Él quería fingir que no había escuchado nada, pero su curiosidad respecto a la visita repentina de la reina le había ganado y con ello se había llevado varias preguntas nuevas. ¿Por qué se lo iba a llevar?, ¿y por qué sus padres habrían acordado algo así? Entre otras preguntas y las repentinas lágrimas en los ojos de su madre, comenzaba a enfurecerse y a sentir odio hacia la reina.
¿Con qué derecho había tomado esa decisión?, ¿qué tan atrevida debía ser como para hacer sentir a su madre como nada más que una miserable que estaba a punto de ser despojada de su único hijo?
El joven bebió de sopetón el líquido que había sobre su copa y en vez de sentir la suavidad y el dulzor de la bebida, le sabía amargo y desagradable como la presencia de aquella mujer en su casa.
—¿No cree usted que está siendo un poco dura con mi madre? —preguntó sin poder contenerse.
La reina lo observó con una pizca de diversión.
—¿Creés que soy dura con ella? —inquirió—. Estoy reuniendo paciencia de donde no la hay para no saltar sobre ella y arrancarle la cabeza. No he venido a pedir autorización, yo soy la máxima autoridad aquí.
—Dorian... —llamó su padre con tono amenazante. No quería colmar la paciencia de la reina y que esta acabara con toda su familia.
—¡Maldición, papá! —exclamó arrojando la copa al otro extremo de la habitación—, ¿cómo pudieron hacerme algo así?
Antes de que su padre pudiese hablar, la reina tomó asiento en la cabecera de la mesa y llevó la copa a sus labios dando un largo sorbo—Siéntate, Dorian —ordenó.
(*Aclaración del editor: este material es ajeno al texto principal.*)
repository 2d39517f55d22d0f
pub mod http;
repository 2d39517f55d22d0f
use thiserror::Error;

use crate::core::types::Medium;

#[derive(Debug, Clone, PartialEq, Eq, Error)]
pub enum ConfigError {
    #[error("invalid timeout: {timeout_ms} ms")]
    InvalidTimeout { timeout_ms: u64 },
    #[error("invalid retry policy: {reason}")]
    InvalidRetryPolicy { reason: String },
}

/// Failures reported by the remote service client.
#[derive(Debug, Clone, PartialEq, Eq, Error)]
pub enum ProviderError {
    #[error(
        "provider credentials rejected{context}: {message}",
        context = format_context(.operation, .request_id.as_deref(), None)
    )]
    CredentialsRejected {
        operation: String,
        request_id: Option<String>,
        message: String,
    },
    #[error(
        "remote resource not found{context}: {message}",
        context = format_context(.operation, .request_id.as_deref(), None)
    )]
    NotFound {
        operation: String,
        request_id: Option<String>,
        message: String,
    },
    #[error(
        "provider status error{context}: {message}",
        context = format_context(.operation, .request_id.as_deref(), Some(*.status_code))
    )]
    Status {
        operation: String,
        status_code: u16,
        request_id: Option<String>,
        message: String,
    },
    #[error(
        "provider transport error{context}: {message}",
        context = format_context(.operation, .request_id.as_deref(), None)
    )]
    Transport {
        operation: String,
        request_id: Option<String>,
        message: String,
    },
    #[error(
        "provider protocol error{context}: {message}",
        context = format_context(.operation, .request_id.as_deref(), None)
    )]
    Protocol {
        operation: String,
        request_id: Option<String>,
        message: String,
    },
    #[error(
        "provider serialization error{context}: {message}",
        context = format_context(.operation, .request_id.as_deref(), None)
    )]
    Serialization {
        operation: String,
        request_id: Option<String>,
        message: String,
    },
}

impl ProviderError {
    pub fn is_not_found(&self) -> bool {
        matches!(self, Self::NotFound { .. })
    }

    pub fn operation(&self) -> &str {
        match self {
            Self::CredentialsRejected { operation, .. }
            | Self::NotFound { operation, .. }
            | Self::Status { operation, .. }
            | Self::Transport { operation, .. }
            | Self::Protocol { operation, .. }
            | Self::Serialization { operation, .. } => operation,
        }
    }
}

/// Coarse classification of a [`PlatformError`].
#[derive(Debug, Clone, Copy, PartialEq, Eq)]
pub enum ErrorKind {
    /// Unsupported medium, role or content type. Never retry.
    Configuration,
    /// Operation called on an entity missing required linkage.
    Usage,
    /// Remote service failure or malformed remote data.
    Remote,
}

#[derive(Debug, Clone, PartialEq, Eq, Error)]
pub enum PlatformError {
    #[error("unsupported medium: {medium}")]
    UnsupportedMedium { medium: Medium },
    #[error("unsupported message role: {role}")]
    UnsupportedRole { role: String },
    #[error("unsupported content type: {content_type}")]
    UnsupportedContentType { content_type: String },
    #[error("thread has not been started")]
    ThreadNotStarted,
    #[error("assistant is not registered with the remote service [action={action}]")]
    AssistantNotRegistered { action: String },
    #[error("malformed remote payload: {message}")]
    MalformedPayload { message: String },
    #[error(transparent)]
    Provider(#[from] ProviderError),
    #[error(transparent)]
    Config(#[from] ConfigError),
}

impl PlatformError {
    pub fn kind(&self) -> ErrorKind {
        match self {
            Self::UnsupportedMedium { .. }
            | Self::UnsupportedRole { .. }
            | Self::UnsupportedContentType { .. }
            | Self::Config(_) => ErrorKind::Configuration,
            Self::ThreadNotStarted | Self::AssistantNotRegistered { .. } => ErrorKind::Usage,
            Self::MalformedPayload { .. } | Self::Provider(_) => ErrorKind::Remote,
        }
    }
}

fn format_context(operation: &str, request_id: Option<&str>, status_code: Option<u16>) -> String {
    let mut context = Vec::new();

    if !operation.is_empty() {
        context.push(format!("operation={operation}"));
    }
    if let Some(request_id) = request_id {
        context.push(format!("request_id={request_id}"));
    }
    if let Some(status_code) = status_code {
        context.push(format!("status_code={status_code}"));
    }

    if context.is_empty() {
        String::new()
    } else {
        format!(" [{}]", context.join(", "))
    }
}

#[cfg(test)]
mod tests;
El joven no quiso obedecer—. Dorian... siéntate —insistió con una voz más grave.
Esta vez, el joven se dejó caer sobre la silla a su lado con un leve temor. Jamás había visto en persona como los ojos de la reina cambiaban de un color azul intenso a un destello rojo y dorado.
—Sólo intento saber, ¿por qué? —preguntó mientras sentía que el aire se le atoraba en el pecho.
La reina no apartó la mirada de él en ningún momento—No puedes entenderlo porque la humanidad predomina en tí, pero me perteneces porque eres mi predestinado y aunque lo quieras o no, esto es algo mutuo —explicó—. Por eso quiero que vengas conmigo. Quiero conocerte más y que puedas conocerme, porque lo que hoy es mío, algún día lo compartiremos —finalizó.
Escuchar aquellas palabras lo dejaron sin habla por el resto de la noche, mientras sus padres tomaban asiento alrededor de la mesa y todos continuaron la velada como si no hubiera ocurrido nada.
Pero Dorian no podía dejar de pensar.